Com relatos "reais" e "encenados", Jia Zhang-ke aproxima memória e fábula
CÁSSIO STARLING CARLOS
CRÍTICO DA FOLHA
Da mesma forma que espectadores escolhem
filmes como drama ou
comédia, outros distinguem
ficção e documentário como se
fossem modos estanques, senão opostos, de fazer e ver cinema. No cinema brasileiro, Andrea Tonacci e Eduardo Coutinho há pouco embaralharam
com força os dois modelos, deixando claro o quanto somos reféns de classificações.

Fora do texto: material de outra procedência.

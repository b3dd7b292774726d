//! Operator precedence for binary operators.

use as3ts_ast::NodeKind;

/// Binary precedence levels, lowest first.
#[derive(Debug, Clone, Copy, PartialEq, Eq, PartialOrd, Ord)]
#[repr(u8)]
pub enum OperatorPrecedence {
    LogicalOr = 0,
    LogicalAnd = 1,
    BitwiseOr = 2,
    BitwiseXor = 3,
    BitwiseAnd = 4,
    Equality = 5,
    Relational = 6,
    Shift = 7,
    Additive = 8,
    Multiplicative = 9,
}

impl OperatorPrecedence {
    pub const LOWEST: OperatorPrecedence = OperatorPrecedence::LogicalOr;

    /// The next tighter level, or `None` past multiplicative (unary follows).
    pub fn next(self) -> Option<OperatorPrecedence> {
        use OperatorPrecedence::*;
        Some(match self {
            LogicalOr => LogicalAnd,
            LogicalAnd => BitwiseOr,
            BitwiseOr => BitwiseXor,
            BitwiseXor => BitwiseAnd,
            BitwiseAnd => Equality,
            Equality => Relational,
            Relational => Shift,
            Shift => Additive,
            Additive => Multiplicative,
            Multiplicative => return None,
        })
    }

    /// Node kind for a flat operand/operator list at this level.
    pub fn node_kind(self) -> NodeKind {
        use OperatorPrecedence::*;
        match self {
            LogicalOr => NodeKind::Or,
            LogicalAnd => NodeKind::And,
            BitwiseOr => NodeKind::BOr,
            BitwiseXor => NodeKind::BXor,
            BitwiseAnd => NodeKind::BAnd,
            Equality => NodeKind::Equality,
            Relational => NodeKind::Relation,
            Shift => NodeKind::Shift,
            Additive => NodeKind::Add,
            Multiplicative => NodeKind::Multiplication,
        }
    }
}

/// Get the binary operator precedence for a token text.
///
/// `allow_in` is false in a `for` header, where `in` separates the loop
/// variable from the container.
pub fn get_binary_operator_precedence(text: &str, allow_in: bool) -> Option<OperatorPrecedence> {
    Some(match text {
        "||" => OperatorPrecedence::LogicalOr,
        "&&" => OperatorPrecedence::LogicalAnd,
        "|" => OperatorPrecedence::BitwiseOr,
        "^" => OperatorPrecedence::BitwiseXor,
        "&" => OperatorPrecedence::BitwiseAnd,
        "==" | "!=" | "===" | "!==" => OperatorPrecedence::Equality,
        "<" | ">" | "<=" | ">=" | "instanceof" | "is" | "as" => OperatorPrecedence::Relational,
        "in" if allow_in => OperatorPrecedence::Relational,
        "<<" | ">>" | ">>>" => OperatorPrecedence::Shift,
        "+" | "-" => OperatorPrecedence::Additive,
        "*" | "/" | "%" => OperatorPrecedence::Multiplicative,
        _ => return None,
    })
}

/// Whether `text` is an assignment operator.
pub fn is_assignment_operator(text: &str) -> bool {
    matches!(
        text,
        "=" | "+=" | "-=" | "*=" | "/=" | "%=" | "<<=" | ">>=" | ">>>=" | "&=" | "|=" | "^="
            | "&&=" | "||="
    )
}

#[cfg(test)]
mod tests {
    use super::*;

    #[test]
    fn test_precedence_order() {
        let add = get_binary_operator_precedence("+", true).unwrap();
        let mul = get_binary_operator_precedence("*", true).unwrap();
        assert!(mul > add);
        assert_eq!(get_binary_operator_precedence("in", false), None);
        assert_eq!(
            get_binary_operator_precedence("as", true),
            Some(OperatorPrecedence::Relational)
        );
    }

    #[test]
    fn test_level_chain_ends_at_multiplicative() {
        let mut level = OperatorPrecedence::LOWEST;
        let mut count = 1;
        while let Some(next) = level.next() {
            level = next;
            count += 1;
        }
        assert_eq!(count, 10);
        assert_eq!(level.node_kind(), NodeKind::Multiplication);
    }
}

Inspirado por outras questões, o chinês Jia Zhang-ke
adota recurso semelhante, tornando indistintos depoimentos "reais" de "encenados" em
"24 City". De fato, trata-se de
uma fusão das duas linhas de
força que vinham alimentando
seus trabalhos até "Em Busca
da Vida", ficções ancoradas em
situações e espaços de evidência documental.
A força maior, mas não a única, de "24 City" está neste hibridismo dos depoimentos, nos
quais memória e fabulação se
confundem para tornar ainda
mais explícita a passagem do
tempo e o que ele traz de mais
visível, as transformações. O título refere-se a um luxuoso
projeto imobiliário em construção na cidade de Chengdu,
no local onde desde os anos 50
funcionou um gigantesco complexo industrial-militar.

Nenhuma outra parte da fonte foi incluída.